(Collected data)
────────────────────────────────────────

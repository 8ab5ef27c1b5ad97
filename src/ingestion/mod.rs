//! Loading a data station's private partition.
//!
//! Partitions are CSV files with a header row. Either supply a [`crate::types::Schema`]
//! ([`csv::ingest_csv_from_path`], [`csv::ingest_csv_from_reader`]) or let the column types be
//! inferred from the cells ([`csv::ingest_csv_inferring_schema`]).

pub mod csv;

pub use csv::{ingest_csv_from_path, ingest_csv_from_reader, ingest_csv_inferring_schema};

────────────────────────────────────────

Task: Restate each line of the records above without any deviation.

Result of this exercise:
repository 8ab5ef27c1b5ad97
filename src/ingestion/mod.rs
//! Loading a data station's private partition.
//!
//! Partitions are CSV files with a header row. Either supply a [`crate::types::Schema`]
//! ([`csv::ingest_csv_from_path`], [`csv::ingest_csv_from_reader`]) or let the column types be
//! inferred from the cells ([`csv::ingest_csv_inferring_schema`]).

pub mod csv;

pub use csv::{ingest_csv_from_path, ingest_csv_from_reader, ingest_csv_inferring_schema};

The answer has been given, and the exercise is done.